In an increasingly connected world, business leaders can’t afford to endanger relationships between their staff and managers – reputations are at stake and word travels at lightning speed across social media and chat forums. It’s vital that organisations understand why vacancies are filled with the wrong people, and why the right people might not want to stay. We’re going back to our research to find out why. 

We surveyed 500 HR and talent leaders of different sized companies across different sectors and learned that there are three key reasons why successful hiring is so hard to achieve.

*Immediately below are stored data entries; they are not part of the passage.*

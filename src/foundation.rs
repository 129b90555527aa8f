pub mod error;
pub mod gate;
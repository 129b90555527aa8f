//! Runtime configuration, loaded from JSON.
//!
//! Every section has defaults, so `{}` is a complete config: a local source reading `images/`,
//! a 50-entry admission-capped cache, 1200px / q85 JPEG output and the stock playback tuning.
//!
//! ```json
//! {
//!   "source": { "remote": { "listing_url": "https://example.test/frames", "timeout_secs": 10 } },
//!   "cache": { "capacity": 120, "eviction": "lru" },
//!   "pipeline": { "max_width": 960, "quality": 80 },
//!   "playback": { "idle_timeout_ms": 2000 }
//! }
//! ```

use std::{
    path::{Path, PathBuf},
    time::Duration,
};

use serde::{Deserialize, Serialize};

use crate::{
    cache::{DEFAULT_CAPACITY, EvictionPolicy},
    foundation::error::{FlipbookError, FlipbookResult},
    pipeline::PipelineSettings,
    playback::{
        DEFAULT_AUTO_SPEED, DEFAULT_DEAD_ZONE, DEFAULT_IDLE_TIMEOUT, DEFAULT_MAX_SPEED,
        DEFAULT_POLL_INTERVAL, PlaybackTuning,
    },
    source::remote::DEFAULT_TIMEOUT,
};

pub const DEFAULT_FRAME_DIR: &str = "images";
pub const DEFAULT_TICK_HZ: u32 = 60;

#[derive(Clone, Debug, Default, PartialEq, Serialize, Deserialize)]
#[serde(default, deny_unknown_fields)]
pub struct FlipbookConfig {
    pub source: SourceConfig,
    pub cache: CacheConfig,
    pub pipeline: PipelineSettings,
    pub playback: PlaybackConfig,
}

#[derive(Clone, Debug, PartialEq, Eq, Serialize, Deserialize)]
#[serde(rename_all = "snake_case", deny_unknown_fields)]
pub enum SourceConfig {
    Local {
        #[serde(default = "default_frame_dir")]
        dir: PathBuf,
    },
    Remote {
        listing_url: String,
        #[serde(default = "default_timeout_secs")]
        timeout_secs: u64,
    },
}

impl Default for SourceConfig {
    fn default() -> Self {
        Self::Local {
            dir: default_frame_dir(),
        }
    }
}

fn default_frame_dir() -> PathBuf {
    PathBuf::from(DEFAULT_FRAME_DIR)
}

fn default_timeout_secs() -> u64 {
    DEFAULT_TIMEOUT.as_secs()
}

#[derive(Clone, Copy, Debug, PartialEq, Eq, Serialize, Deserialize)]
#[serde(default, deny_unknown_fields)]
pub struct CacheConfig {
    pub capacity: usize,
    pub eviction: EvictionPolicy,
}

impl Default for CacheConfig {
    fn default() -> Self {
        Self {
            capacity: DEFAULT_CAPACITY,
            eviction: EvictionPolicy::default(),
        }
    }
}

#[derive(Clone, Copy, Debug, PartialEq, Serialize, Deserialize)]
#[serde(default, deny_unknown_fields)]
pub struct PlaybackConfig {
    pub auto_speed: f64,
    pub max_speed: f64,
    pub dead_zone: f64,
    pub idle_timeout_ms: u64,
    pub poll_interval_ms: u64,
    pub tick_hz: u32,
}

impl Default for PlaybackConfig {
    fn default() -> Self {
        Self {
            auto_speed: DEFAULT_AUTO_SPEED,
            max_speed: DEFAULT_MAX_SPEED,
            dead_zone: DEFAULT_DEAD_ZONE,
            idle_timeout_ms: DEFAULT_IDLE_TIMEOUT.as_millis() as u64,
            poll_interval_ms: DEFAULT_POLL_INTERVAL.as_millis() as u64,
            tick_hz: DEFAULT_TICK_HZ,
        }
    }
}

impl PlaybackConfig {
    pub fn tuning(&self) -> PlaybackTuning {
        PlaybackTuning {
            auto_speed: self.auto_speed,
            max_speed: self.max_speed,
            dead_zone: self.dead_zone,
            idle_timeout: Duration::from_millis(self.idle_timeout_ms),
            poll_interval: Duration::from_millis(self.poll_interval_ms),
        }
    }

    pub fn tick_interval(&self) -> Duration {
        Duration::from_secs_f64(1.0 / f64::from(self.tick_hz.max(1)))
    }
}

impl FlipbookConfig {
    pub fn from_json_str(s: &str) -> FlipbookResult<Self> {
        let cfg: Self = serde_json::from_str(s)
            .map_err(|e| FlipbookError::config(format!("parse config JSON: {e}")))?;
        cfg.validate()?;
        Ok(cfg)
    }

    pub fn from_json_file(path: impl AsRef<Path>) -> FlipbookResult<Self> {
        let path = path.as_ref();
        let s = std::fs::read_to_string(path).map_err(|e| {
            FlipbookError::config(format!("read config '{}': {e}", path.display()))
        })?;
        Self::from_json_str(&s)
    }

    pub fn validate(&self) -> FlipbookResult<()> {
        if let SourceConfig::Remote {
            listing_url,
            timeout_secs,
        } = &self.source
        {
            if listing_url.trim().is_empty() {
                return Err(FlipbookError::config("remote listing_url must be non-empty"));
            }
            if *timeout_secs == 0 {
                return Err(FlipbookError::config("remote timeout_secs must be > 0"));
            }
        }

        if self.cache.capacity == 0 {
            return Err(FlipbookError::config("cache capacity must be > 0"));
        }
        if self.pipeline.max_width == 0 {
            return Err(FlipbookError::config("pipeline max_width must be > 0"));
        }
        if !(1..=100).contains(&self.pipeline.quality) {
            return Err(FlipbookError::config("pipeline quality must be in 1..=100"));
        }

        let p = &self.playback;
        if !p.auto_speed.is_finite() || p.auto_speed < 0.0 {
            return Err(FlipbookError::config(
                "playback auto_speed must be finite and >= 0",
            ));
        }
        if !p.max_speed.is_finite() || p.max_speed < 0.0 {
            return Err(FlipbookError::config(
                "playback max_speed must be finite and >= 0",
            ));
        }
        if !(0.0..1.0).contains(&p.dead_zone) {
            return Err(FlipbookError::config("playback dead_zone must be in [0, 1)"));
        }
        if p.idle_timeout_ms == 0 || p.poll_interval_ms == 0 {
            return Err(FlipbookError::config(
                "playback idle_timeout_ms and poll_interval_ms must be > 0",
            ));
        }
        if p.tick_hz == 0 {
            return Err(FlipbookError::config("playback tick_hz must be > 0"));
        }
        Ok(())
    }
}

#[cfg(test)]
#[path = "../tests/unit/config.rs"]
mod tests;
//! Command line tokenizer
//!
//! Splits a raw line into words on whitespace. A quoted span ("..." or
//! '...') stays inside one word, quotes included, so handlers can decide
//! what the quotes mean. Handlers unquote operands with [`strip_quotes`].
//! An unterminated quote runs to the end of the line; the simulator never
//! rejects a line at this stage.

use std::iter::Peekable;
use std::str::Chars;

/// Tokenizer for simulator input
struct Lexer<'a> {
    chars: Peekable<Chars<'a>>,
}

impl<'a> Lexer<'a> {
    fn new(input: &'a str) -> Self {
        Self {
            chars: input.chars().peekable(),
        }
    }

    fn skip_whitespace(&mut self) {
        while let Some(&c) = self.chars.peek() {
            if c.is_whitespace() {
                self.chars.next();
            } else {
                break;
            }
        }
    }

    fn next_word(&mut self) -> Option<String> {
        self.skip_whitespace();
        let mut word = String::new();

        while let Some(&c) = self.chars.peek() {
            match c {
                c if c.is_whitespace() => break,
                // Quotes can appear mid-word: -m"msg"
                '"' | '\'' => {
                    self.chars.next();
                    word.push(c);
                    self.read_quoted(c, &mut word);
                }
                _ => {
                    word.push(c);
                    self.chars.next();
                }
            }
        }

        if word.is_empty() { None } else { Some(word) }
    }

    fn read_quoted(&mut self, quote: char, word: &mut String) {
        for c in self.chars.by_ref() {
            word.push(c);
            if c == quote {
                return;
            }
        }
    }
}

/// Split a command line into words
pub fn tokenize(input: &str) -> Vec<String> {
    let mut lexer = Lexer::new(input);
    std::iter::from_fn(|| lexer.next_word()).collect()
}

/// Remove the quoting from a word the way a shell would.
///
/// Both quote kinds delimit a span and are dropped; inside a span the other
/// kind is literal, so `"don't"` becomes `don't`.
pub fn strip_quotes(word: &str) -> String {
    let mut out = String::with_capacity(word.len());
    let mut open: Option<char> = None;

    for c in word.chars() {
        match (open, c) {
            (None, '"' | '\'') => open = Some(c),
            (Some(q), c) if c == q => open = None,
            _ => out.push(c),
        }
    }
    out
}
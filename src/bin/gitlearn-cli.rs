//! gitlearn CLI - the simulator on a plain terminal
//!
//! Run with: cargo run --bin gitlearn-cli -- [--config gitlearn.json]
//! Set RUST_LOG=debug to watch dispatch.

use std::io::{self, BufRead, Write};

use gitlearn::error::{GitLearnError, GitLearnResult};
use gitlearn::platform::{flush, Console};
use gitlearn::shell::{Terminal, TerminalLine};
use gitlearn::SimConfig;

/// Prints output lines; input echoes are skipped because the user just typed them
struct Stdout<W: Write> {
    out: W,
}

impl<W: Write> Console for Stdout<W> {
    fn write_lines(&mut self, lines: &[TerminalLine]) -> GitLearnResult<()> {
        for line in lines.iter().filter(|l| !l.is_input) {
            writeln!(self.out, "{}", line.text)?;
        }
        Ok(())
    }

    fn clear(&mut self) -> GitLearnResult<()> {
        write!(self.out, "\x1b[2J\x1b[H")?;
        Ok(())
    }
}

fn load_config() -> GitLearnResult<SimConfig> {
    let mut args = std::env::args().skip(1);
    while let Some(arg) = args.next() {
        if arg == "--config" {
            let path = args.next().ok_or_else(|| {
                GitLearnError::Io(io::Error::new(io::ErrorKind::InvalidInput, "--config needs a path"))
            })?;
            log::info!("loading config from {}", path);
            return SimConfig::from_json(&std::fs::read_to_string(path)?);
        }
    }
    Ok(SimConfig::default())
}

fn main() -> GitLearnResult<()> {
    env_logger::Builder::from_env(env_logger::Env::default().default_filter_or("warn")).init();

    let mut term = Terminal::new(load_config()?);
    let mut console = Stdout { out: io::stdout() };
    flush(&mut term, &mut console)?;

    let stdin = io::stdin();
    loop {
        print!("{}", term.prompt());
        io::stdout().flush()?;

        let mut line = String::new();
        if stdin.lock().read_line(&mut line)? == 0 {
            // EOF
            println!();
            break;
        }

        match line.trim() {
            "exit" | "quit" => break,
            _ => {
                term.submit(line.trim_end_matches(['\r', '\n']));
                flush(&mut term, &mut console)?;
            }
        }
    }
    Ok(())
}
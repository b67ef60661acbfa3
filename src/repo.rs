//! Simulated repository state
//!
//! A plain in-memory record of what a real repository would track. Nothing
//! here hashes, diffs or touches storage. The methods exist to keep the
//! invariants in one place:
//! - a filename is either in the working tree or staged, never both
//! - the current branch is always one of the known branches
//! - commits are append-only

use std::collections::BTreeMap;

use chrono::{DateTime, Utc};
use rand::rngs::SmallRng;
use rand::{Rng, SeedableRng};
use serde::Serialize;

/// Length of a generated commit id
pub const COMMIT_ID_LEN: usize = 7;

const ID_ALPHABET: &[u8] = b"0123456789abcdefghijklmnopqrstuvwxyz";

/// A recorded commit. Never mutated after creation.
#[derive(Debug, Clone, PartialEq, Eq, Serialize)]
pub struct Commit {
    pub id: String,
    pub message: String,
    /// Filenames that were staged when the commit was made
    pub files: Vec<String>,
    /// Branch that was checked out at commit time
    pub branch: String,
    pub timestamp: DateTime<Utc>,
}

/// The single configured remote
#[derive(Debug, Clone, PartialEq, Eq, Serialize)]
pub struct Remote {
    pub name: String,
    pub url: String,
}

/// Outcome of staging one file
#[derive(Debug, Clone, Copy, PartialEq, Eq)]
pub enum StageResult {
    Staged,
    AlreadyStaged,
    NotFound,
}

/// Repository state for one session
#[derive(Debug, Clone, PartialEq, Eq, Serialize)]
pub struct Repository {
    pub initialized: bool,
    working: BTreeMap<String, String>,
    staged: BTreeMap<String, String>,
    commits: Vec<Commit>,
    branches: Vec<String>,
    current_branch: String,
    remote: Option<Remote>,
}

impl Repository {
    pub fn new(default_branch: impl Into<String>) -> Self {
        let branch = default_branch.into();
        Self {
            initialized: false,
            working: BTreeMap::new(),
            staged: BTreeMap::new(),
            commits: Vec::new(),
            branches: vec![branch.clone()],
            current_branch: branch,
            remote: None,
        }
    }

    // ===== Working tree and index =====

    /// Put a file into the working tree, unstaging any previous version
    pub fn write_file(&mut self, name: impl Into<String>, content: impl Into<String>) {
        let name = name.into();
        self.staged.remove(&name);
        self.working.insert(name, content.into());
    }

    pub fn working_files(&self) -> impl Iterator<Item = &str> {
        self.working.keys().map(|s| s.as_str())
    }

    pub fn staged_files(&self) -> impl Iterator<Item = &str> {
        self.staged.keys().map(|s| s.as_str())
    }

    pub fn has_unstaged(&self) -> bool {
        !self.working.is_empty()
    }

    pub fn has_staged(&self) -> bool {
        !self.staged.is_empty()
    }

    pub fn is_clean(&self) -> bool {
        self.working.is_empty() && self.staged.is_empty()
    }

    /// Move one file from the working tree to the index
    pub fn stage(&mut self, name: &str) -> StageResult {
        if let Some(content) = self.working.remove(name) {
            self.staged.insert(name.to_string(), content);
            StageResult::Staged
        } else if self.staged.contains_key(name) {
            StageResult::AlreadyStaged
        } else {
            StageResult::NotFound
        }
    }

    /// Move every working file to the index, returning the moved names
    pub fn stage_all(&mut self) -> Vec<String> {
        let moved: Vec<String> = self.working.keys().cloned().collect();
        self.staged.append(&mut self.working);
        moved
    }

    /// Drop all working and staged changes. Returns whether anything was dropped.
    pub fn discard_changes(&mut self) -> bool {
        let dirty = !self.is_clean();
        self.working.clear();
        self.staged.clear();
        dirty
    }

    // ===== Commits =====

    /// Record a commit of everything staged.
    ///
    /// Returns `None` and changes nothing when the index is empty.
    pub fn record_commit(
        &mut self,
        id: String,
        message: String,
        timestamp: DateTime<Utc>,
    ) -> Option<&Commit> {
        if self.staged.is_empty() {
            return None;
        }
        let files: Vec<String> = std::mem::take(&mut self.staged).into_keys().collect();
        self.commits.push(Commit {
            id,
            message,
            files,
            branch: self.current_branch.clone(),
            timestamp,
        });
        self.commits.last()
    }

    pub fn commits(&self) -> &[Commit] {
        &self.commits
    }

    /// Most recent commit
    pub fn head(&self) -> Option<&Commit> {
        self.commits.last()
    }

    // ===== Branches =====

    pub fn branches(&self) -> &[String] {
        &self.branches
    }

    pub fn current_branch(&self) -> &str {
        &self.current_branch
    }

    pub fn has_branch(&self, name: &str) -> bool {
        self.branches.iter().any(|b| b == name)
    }

    /// Create a branch. Returns false if it already exists.
    pub fn create_branch(&mut self, name: &str) -> bool {
        if self.has_branch(name) {
            return false;
        }
        self.branches.push(name.to_string());
        true
    }

    /// Check out an existing branch. Returns false if it is unknown.
    pub fn switch_branch(&mut self, name: &str) -> bool {
        if !self.has_branch(name) {
            return false;
        }
        self.current_branch = name.to_string();
        true
    }

    // ===== Remote =====

    pub fn remote(&self) -> Option<&Remote> {
        self.remote.as_ref()
    }

    /// Set the remote, replacing any previous one
    pub fn set_remote(&mut self, name: impl Into<String>, url: impl Into<String>) {
        self.remote = Some(Remote {
            name: name.into(),
            url: url.into(),
        });
    }
}

/// Source of plausible-looking commit ids
#[derive(Debug, Clone)]
pub struct CommitIds {
    rng: SmallRng,
}

impl CommitIds {
    /// Seed from the current time
    pub fn from_clock() -> Self {
        let now = Utc::now();
        let seed = now
            .timestamp_nanos_opt()
            .unwrap_or_else(|| now.timestamp_millis()) as u64;
        Self::with_seed(seed)
    }

    /// Deterministic ids, for tests
    pub fn with_seed(seed: u64) -> Self {
        Self {
            rng: SmallRng::seed_from_u64(seed),
        }
    }

    pub fn next_id(&mut self) -> String {
        (0..COMMIT_ID_LEN)
            .map(|_| ID_ALPHABET[self.rng.random_range(0..ID_ALPHABET.len())] as char)
            .collect()
    }
}

/// Whether `id` has the shape of a generated commit id
pub fn is_commit_id(id: &str) -> bool {
    id.len() == COMMIT_ID_LEN && id.bytes().all(|b| ID_ALPHABET.contains(&b))
}
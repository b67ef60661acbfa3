//! History & inspection: log, show

use super::{CommandResult, SAMPLE_DIFF};
use crate::error::CommandError;
use crate::repo::Commit;
use crate::shell::executor::SessionState;

/// git's default date layout, e.g. `Thu Oct 16 09:30:00 2026 +0000`
const DATE_FORMAT: &str = "%a %b %-d %H:%M:%S %Y %z";

fn commit_block(commit: &Commit, author: &str) -> Vec<String> {
    vec![
        format!("commit {}", commit.id),
        format!("Author: {}", author),
        format!("Date:   {}", commit.timestamp.format(DATE_FORMAT)),
        String::new(),
        format!("    {}", commit.message),
        String::new(),
    ]
}

/// log - every commit, newest first
pub fn git_log(state: &mut SessionState, _args: &[String]) -> CommandResult {
    let commits = state.repo.commits();
    if commits.is_empty() {
        return Err(CommandError::NoCommitsYet(state.repo.current_branch().to_string()));
    }
    let author = state.author();
    Ok(commits
        .iter()
        .rev()
        .flat_map(|c| commit_block(c, &author))
        .collect())
}

/// show - the newest commit with its diff
pub fn git_show(state: &mut SessionState, _args: &[String]) -> CommandResult {
    let head = state.repo.head().ok_or(CommandError::BadRevision)?;
    let mut out = commit_block(head, &state.author());
    out.extend(SAMPLE_DIFF.iter().map(|s| s.to_string()));
    Ok(out)
}
//! Undoing changes: reset, revert

use super::{args_to_strs, lines, CommandResult, PLACEHOLDER_COMMIT};
use crate::error::CommandError;
use crate::shell::executor::SessionState;

/// reset - `--hard` throws away working and staged changes
pub fn git_reset(state: &mut SessionState, args: &[String]) -> CommandResult {
    let args = args_to_strs(args);

    if args.contains(&"--hard") {
        state.repo.discard_changes();
        log::info!("hard reset on {}", state.repo.current_branch());
        return Ok(vec![format!("HEAD is now at {}", PLACEHOLDER_COMMIT)]);
    }

    if args.is_empty() {
        return Err(CommandError::Usage("usage: git reset [<mode>] [<commit>]"));
    }
    Ok(lines(&["Unstaged changes after reset:", "M\tfile.txt"]))
}

/// revert - report a revert commit for the given reference
pub fn git_revert(state: &mut SessionState, args: &[String]) -> CommandResult {
    let target = args.first().ok_or(CommandError::NoCommitsToRevert)?;
    Ok(vec![
        format!("[{} abc1234] Revert \"{}\"", state.repo.current_branch(), target),
        " 1 file changed, 1 deletion(-)".to_string(),
    ])
}
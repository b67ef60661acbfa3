//! Setup & config: init, clone, config

use super::{args_to_strs, lines, CommandResult};
use crate::error::CommandError;
use crate::shell::executor::{ConfigScope, SessionState};
use crate::shell::parser::strip_quotes;

const CONFIG_USAGE: &str =
    "usage: git config [<options>] [--type=<type>] [--fixed-value] [--null] [<key> [<value>]]";

/// Value reported for a key nobody has set
const UNSET_CONFIG_VALUE: &str = "some_value";

/// init - create (or reinitialize) the repository
pub fn git_init(state: &mut SessionState, _args: &[String]) -> CommandResult {
    if state.repo.initialized {
        return Ok(lines(&["Reinitialized existing Git repository."]));
    }
    state.repo.initialized = true;
    log::info!("repository initialized");
    Ok(lines(&["Initialized empty Git repository."]))
}

/// clone - pretend to copy a repository
pub fn git_clone(state: &mut SessionState, args: &[String]) -> CommandResult {
    let repo = args.first().ok_or(CommandError::NoCloneSource)?;
    let dir = match args.get(1) {
        Some(dir) => dir.clone(),
        None => clone_directory(repo),
    };

    state.repo.initialized = true;
    log::info!("cloned {} into {}", repo, dir);

    let mut out = vec![format!("Cloning into '{}'...", dir)];
    out.extend(lines(&[
        "remote: Counting objects: 100% (42/42), done.",
        "remote: Compressing objects: 100% (28/28), done.",
        "Receiving objects: 100% (42/42), done.",
        "Resolving deltas: 100% (15/15), done.",
    ]));
    Ok(out)
}

/// Directory a clone lands in: last path segment without `.git`
pub fn clone_directory(repo: &str) -> String {
    let last = repo.trim_end_matches('/').rsplit('/').next().unwrap_or(repo);
    last.strip_suffix(".git").unwrap_or(last).to_string()
}

/// config - get and set options
pub fn git_config(state: &mut SessionState, args: &[String]) -> CommandResult {
    let strs = args_to_strs(args);
    if strs.is_empty() {
        return Err(CommandError::Usage(CONFIG_USAGE));
    }

    let (scope, rest) = match strs.iter().position(|a| *a == "--global") {
        Some(pos) => (ConfigScope::Global, &args[pos + 1..]),
        None => (ConfigScope::Local, args),
    };
    let label = match scope {
        ConfigScope::Global => "Global config",
        ConfigScope::Local => "Config",
    };

    let Some(key) = rest.first() else {
        return Ok(Vec::new());
    };

    match rest.get(1) {
        Some(value) => {
            let value = strip_quotes(value);
            let out = format!("{} {} set to {}", label, key, value);
            state.git_config.set(scope, key, value);
            Ok(vec![out])
        }
        None => {
            let value = state.git_config.get(scope, key).unwrap_or(UNSET_CONFIG_VALUE);
            Ok(vec![format!("{} {} = {}", label, key, value)])
        }
    }
}
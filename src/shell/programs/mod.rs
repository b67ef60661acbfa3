//! Git command handlers
//!
//! One function per [`CommandKind`](super::registry::CommandKind), grouped
//! by the sections of the git manual. Every handler takes the session state
//! and its arguments and returns transcript lines, or the
//! [`CommandError`] that explains the refusal. None of them render
//! anything or check the repository guard; the executor does both.

use crate::error::CommandError;
use crate::shell::parser::strip_quotes;

pub mod advanced;
pub mod branching;
pub mod inspect;
pub mod remote;
pub mod setup;
pub mod snapshot;
pub mod undo;

pub use advanced::*;
pub use branching::*;
pub use inspect::*;
pub use remote::*;
pub use setup::*;
pub use snapshot::*;
pub use undo::*;

/// What a git handler produces
pub type CommandResult = Result<Vec<String>, CommandError>;

// ============ Shared transcript fragments ============

/// Stand-in for a commit the simulation never really made
pub const PLACEHOLDER_COMMIT: &str = "abc1234 Previous commit";

/// Diff body shown by `diff` and `show`
pub const SAMPLE_DIFF: &[&str] = &[
    "diff --git a/file.txt b/file.txt",
    "index 1234567..89abcde 100644",
    "--- a/file.txt",
    "+++ b/file.txt",
    "@@ -1 +1,2 @@",
    " Hello World",
    "+This is a new line",
];

/// Fast-forward report shared by `merge` and `pull`
pub const FAST_FORWARD: &[&str] = &[
    "Updating abc1234..def5678",
    "Fast-forward",
    " file.txt | 1 +",
    " 1 file changed, 1 insertion(+)",
];

/// Own a list of static lines
pub fn lines(text: &[&str]) -> Vec<String> {
    text.iter().map(|s| s.to_string()).collect()
}

/// Convert String slice to &str slice for easier matching
pub fn args_to_strs(args: &[String]) -> Vec<&str> {
    args.iter().map(|s| s.as_str()).collect()
}

/// Unquoted argument at `index`; an empty quoted word counts as absent
pub fn operand(args: &[String], index: usize) -> Option<String> {
    args.get(index)
        .map(|word| strip_quotes(word))
        .filter(|word| !word.is_empty())
}

/// `s` when `n != 1`
pub fn plural(n: usize) -> &'static str {
    if n == 1 { "" } else { "s" }
}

This is what recruiters attribute their issues to: 

  1. Poor fit between candidate and role 
  2. Poor fit between candidate and culture 
  3. Poor fit between candidate and line manager

Fixing your broken recruitment process What’s not working, why and how do you fix it - research findings

Ultimately, 90% of the struggle in successful hiring comes down to culture and role. Going further still, the research shows us that a range of systematic issues are the root cause for almost half of these failed hires. The top five offenders are: 

  1. Complicated, elongated recruitment processes (an issue for 31%) 
  2. Poor candidate experience (31%) 
  3. Inability to test culture or role fit (31%) 
  4. Lack of transparency in decision-making (30%) 
  5. Over reliance on gut instinct (29%) 

All of these are undermining trust in recruitment. While remote hiring is popularly cited as a problem currently, in reality it’s just a smokescreen obscuring some troubling, long standing issues.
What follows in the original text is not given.